The slow cooker, a kitchen appliance commonly called “Crock Pot,” is an appliance that really served many busy households well. When cooking savory meals might be impossible given your tight schedule, the slow cooker is there to serve you and your hungry tummy a tasty dinner when you get home. Here’s a short backstory for this convenient appliance.
History of Slow Cookers and Crock-Pots
The roots of the Crock-Pot trace back to the Jewish practice of honoring the Sabbath. Irving Naxon, the inventor of the first ancestor of the modern slow cooker, grew up listening to his mother telling stories about a bean-based stew called cholent. As his mother told him, Jewish women in a Lithuanian village assembled meat, vegetables, beans, and potatoes in pots and brought them to the local bakery every Friday evening. After the bakery’s ovens were turned off during the start of Sabbath, she will place a pot of cholent inside to be cooked using the residual heat so it would be ready-to-eat after the end of Sabbath services.

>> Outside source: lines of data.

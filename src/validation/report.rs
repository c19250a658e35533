//! Categorized validation results

use std::collections::BTreeMap;
use std::fmt;

use serde::Serialize;

/// The five independent validation categories
#[derive(Debug, Clone, Copy, PartialEq, Eq, PartialOrd, Ord, Hash, Serialize)]
#[serde(rename_all = "snake_case")]
pub enum ValidationCategory {
    Structure,
    Content,
    Clinical,
    DataBinding,
    Security,
}

impl ValidationCategory {
    pub const ALL: [ValidationCategory; 5] = [
        ValidationCategory::Structure,
        ValidationCategory::Content,
        ValidationCategory::Clinical,
        ValidationCategory::DataBinding,
        ValidationCategory::Security,
    ];

    pub fn as_str(&self) -> &'static str {
        match self {
            ValidationCategory::Structure => "structure",
            ValidationCategory::Content => "content",
            ValidationCategory::Clinical => "clinical",
            ValidationCategory::DataBinding => "data_binding",
            ValidationCategory::Security => "security",
        }
    }
}

impl fmt::Display for ValidationCategory {
    fn fmt(&self, f: &mut fmt::Formatter<'_>) -> fmt::Result {
        f.write_str(self.as_str())
    }
}

/// A single finding
#[derive(Debug, Clone, PartialEq, Serialize)]
pub struct ValidationIssue {
    /// The offending field, section or attribute, when there is one
    #[serde(skip_serializing_if = "Option::is_none")]
    pub field: Option<String>,
    pub message: String,
}

/// Findings of one category
#[derive(Debug, Clone, Default, PartialEq, Serialize)]
pub struct CategoryReport {
    pub errors: Vec<ValidationIssue>,
    pub warnings: Vec<ValidationIssue>,
}

/// Validation outcome for a template.
///
/// Valid iff no category has errors. Warnings never block publishing.
#[derive(Debug, Clone, PartialEq, Serialize)]
pub struct ValidationReport {
    pub categories: BTreeMap<ValidationCategory, CategoryReport>,
}

impl Default for ValidationReport {
    fn default() -> Self {
        Self::new()
    }
}

impl ValidationReport {
    /// An empty report listing every category
    pub fn new() -> Self {
        Self {
            categories: ValidationCategory::ALL
                .iter()
                .map(|category| (*category, CategoryReport::default()))
                .collect(),
        }
    }

    pub fn error(
        &mut self,
        category: ValidationCategory,
        field: Option<&str>,
        message: impl Into<String>,
    ) {
        self.categories
            .entry(category)
            .or_default()
            .errors
            .push(issue(field, message));
    }

    pub fn warning(
        &mut self,
        category: ValidationCategory,
        field: Option<&str>,
        message: impl Into<String>,
    ) {
        self.categories
            .entry(category)
            .or_default()
            .warnings
            .push(issue(field, message));
    }

    pub fn errors(&self, category: ValidationCategory) -> &[ValidationIssue] {
        self.categories
            .get(&category)
            .map(|c| c.errors.as_slice())
            .unwrap_or_default()
    }

    pub fn warnings(&self, category: ValidationCategory) -> &[ValidationIssue] {
        self.categories
            .get(&category)
            .map(|c| c.warnings.as_slice())
            .unwrap_or_default()
    }

    pub fn error_count(&self) -> usize {
        self.categories.values().map(|c| c.errors.len()).sum()
    }

    pub fn warning_count(&self) -> usize {
        self.categories.values().map(|c| c.warnings.len()).sum()
    }

    pub fn is_valid(&self) -> bool {
        self.error_count() == 0
    }

    /// Categories that have at least one error
    pub fn failing_categories(&self) -> Vec<ValidationCategory> {
        self.categories
            .iter()
            .filter(|(_, c)| !c.errors.is_empty())
            .map(|(category, _)| *category)
            .collect()
    }
}

fn issue(field: Option<&str>, message: impl Into<String>) -> ValidationIssue {
    ValidationIssue {
        field: field.map(str::to_string),
        message: message.into(),
    }
}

Naxon used this idea to create his invention. In 1936, he filed for a patent for a portable food heating device that has a cooking vessel in a built-in case with a heating element for even heating of food He was granted the patent in 1940, and named the device the “Naxon Beanery” It was sold to the public in the 1950s.
In the early 1970s, Rival Manufacturing bought Naxon’s design and rebranded the Beanery as Crock-Pot. When it was introduced, it included its own Crock-Pot specific cookbook and was available in different colors: avocado, harvest gold, and copper.

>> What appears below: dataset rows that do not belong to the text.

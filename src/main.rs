use anyhow::Result;
use tokio::net::TcpListener;
use tokio::signal;
use tracing_subscriber::{layer::SubscriberExt, util::SubscriberInitExt, EnvFilter};

use clinical_template_service::collaborators::Collaborators;
use clinical_template_service::config::{LoggingConfig, Settings};
use clinical_template_service::lifecycle::TemplateManager;
use clinical_template_service::resolver::create_variable_cache;
use clinical_template_service::server::{create_app, AppState};
use clinical_template_service::template::create_template_repository;

#[tokio::main]
async fn main() -> Result<()> {
    // Load configuration
    let settings = Settings::new()?;

    // Initialize tracing
    init_tracing(&settings.logging);
    tracing::info!("Configuration loaded");

    // Variable cache backend (memory or redis)
    let cache = create_variable_cache(&settings.cache).await;

    let manager = TemplateManager::new(
        create_template_repository(),
        cache,
        Collaborators::default(),
        settings.engine_config(),
    );

    // Create application state
    let state = AppState::new(settings.clone(), manager);
    tracing::info!("Application state initialized");

    // Create Axum app
    let app = create_app(state);

    // Start server
    let addr = settings.server_addr();
    let listener = TcpListener::bind(&addr).await?;
    tracing::info!("Server listening on {}", addr);

    // Run server with graceful shutdown
    axum::serve(listener, app)
        .with_graceful_shutdown(shutdown_signal_handler())
        .await?;

    tracing::info!("Server shutdown complete");
    Ok(())
}

fn init_tracing(logging: &LoggingConfig) {
    let env_filter = EnvFilter::try_from_default_env()
        .unwrap_or_else(|_| EnvFilter::new("info"));

    let registry = tracing_subscriber::registry().with(env_filter);
    if logging.format.eq_ignore_ascii_case("json") {
        registry.with(tracing_subscriber::fmt::layer().json()).init();
    } else {
        registry.with(tracing_subscriber::fmt::layer()).init();
    }
}

async fn shutdown_signal_handler() {
    let ctrl_c = async {
        if let Err(e) = signal::ctrl_c().await {
            tracing::error!(error = %e, "Failed to install Ctrl+C handler");
            std::future::pending::<()>().await;
        }
    };

    #[cfg(unix)]
    let terminate = async {
        match signal::unix::signal(signal::unix::SignalKind::terminate()) {
            Ok(mut stream) => {
                stream.recv().await;
            }
            Err(e) => {
                tracing::error!(error = %e, "Failed to install terminate signal handler");
                std::future::pending::<()>().await;
            }
        }
    };

    #[cfg(not(unix))]
    let terminate = std::future::pending::<()>();

    tokio::select! {
        _ = ctrl_c => {
            tracing::info!("Received Ctrl+C, initiating graceful shutdown");
        }
        _ = terminate => {
            tracing::info!("Received terminate signal, initiating graceful shutdown");
        }
    }
}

The slow cooker was initially marketed for working mothers, as more and more women were entering the workforce. The Crock-Pot easily became a hit few years after its market launch, with a $2 million in sales during its first year of introduction in 1971 to a whopping $93 million by 1975.
The popular slow cooker brand has been under a series of acquisitions. Rival was bought by the Holmes Group in 1999. Holmes was then sold to Jarden Corporation in 2005. Now, Crock-Pot is manufactured by Sunbeam Products, a subsidiary of Jarden.
By the mid-70s, competitors had inevitably sprung out as appliance makers sold slow cookers of their own. There were about 20 different slow cooker brands in the market back then, and most have gone by the wayside and are no longer being produced.
Sales of slow cookers, including Crock-Pots, declined by the end of the ‘70s until the ‘80s, most probably because microwave ovens are getting popular. But during the turn of the new century, the demand for slow cookers rose again. The sales of the slow cooker in 2014 doubled the record in 2002. Modern slow cookers have become more versatile, with a removable crock as one major improvement. The device now also comes with digital and automated controls and better locking mechanisms for easy transport.
Benefits of slow cookers
While the slow cooker isn’t great for every cooking task, it has many significant advantages that make it worthy to be a staple in every kitchen:
1. Makes delicious and nutritious meals
Because slow cookers cook the food at a low temperature for a long period of time, the nutrition-rich, natural juices from meat and vegetables are retained, bringing more flavor to the dish. The extended cooking time also allows for better distribution of flavors.
Slow cooking is also considered as a safer and healthier way to cook, as high-temperature cooking causes the food to lose the majority of its nutrients and makes digestion difficult. Cooking at low temperature releases natural broth or stock in meat, which promotes strong bones, inhibits infection and reduces joint pain and inflammation.
For a lot of recipes, the slow cooker can be left unattended for hours. All you have to do is to put in recipe ingredients in the port before going to work and you can come home to a hearty, home-cooked meal. The slow cooker is perfect for busy individuals who have no time preparing and watching over food to be cooked.
With a slow cooker, you also don’t need to scrub a lot of pots and pans. Except for the cutting board, cutting utensils, and maybe a pan if you need browning – all you’ll ever gonna clean is one pot.
3. Saves money
Since a slow cooker can tenderize tougher and less desirable cuts of meat, which are less expensive, using this for cooking can save you some bucks. Slow cooking can even make even the cheapest piece of meat shine.
It also uses less energy than a standard electric oven.
Besides dinner, soups, and stews, tons of recipes can be made out of using slow cookers. It can cook desserts as well. Slow cookers can also be used for non-food items such as making soap or candles and dyeing yarn (just make sure you use a separate one for food, though).